An Airman in the unit had committed suicide, which brought about an investigation.  During the investigation, a small group of Airmen – most right out of Tech School – complained about how they were treated by our client and made allegations that the Airman who committed suicide did so because our client was too tough on him (though the suicide investigation showed that the suicide was wholly unrelated to our client or his actions).  During the investigation, these Airman made complaints against our client, ranging from getting yelled at for poor performance, being told not to play fantasy football in the break room while on duty, having to mop the hangar floor, being given nicknames and being corrected for in front of other Airman for generally lacking basic discipline and customs and courtesies.  There was essentially a mutiny among the junior Airmen to take out their NCO because they were undisciplined, and our client held them accountable.

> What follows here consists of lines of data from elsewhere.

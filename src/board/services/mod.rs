//! Application services for board orchestration.

mod board;
mod error;

pub use board::{BoardService, CreateTaskRequest, MoveTaskRequest};
pub use error::{BoardError, BoardErrorKind, BoardResult};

Instead of handling this matter with counseling or Article 15, the command sought to cover itself because there was a suicide and charged our client at a court martial. Our client was being scapegoated.  

Court martial lawyer Tim Bilecki was retained to fight back, clear our client’s name and allow him to retire.  After being retained, Mr. Bilecki quickly flew to Japan and conducted his own investigation. During this investigation, we interviewed dozens of witnesses, put together our theory of defense and prepared to win at trial.  The prosecution came to us and offered to drop the charges if our client would accept Chapter 4 and essentially forfeit his retirement.  The defense team said no.  After conducting own investigation, Bilecki knew that our client was being scapegoated by his command for the suicide because he was a tough leader who didn’t tolerate incompetence from his junior Airmen.  

Prior to trial, Mr. Bilecki litigated numerous motions and was able to keep all mention of the suicide out of trial as there was absolutely no showing that it was connected to our client.  After that victory, Mr. Bilecki skillfully cross-examined each of the witnesses against our client, exposing them as weak Airmen who lacked integrity and simply could not handle a tough but fair NCO.  In addition, Mr. Bilecki called numerous senior NCOs to testify regarding our client’s outstanding duty performance, his leadership style and evidence showing that many of the allegations made against our client by the junior Airmen did not occur.

In the end, the jury saw through the nonsense and fully acquitted our client.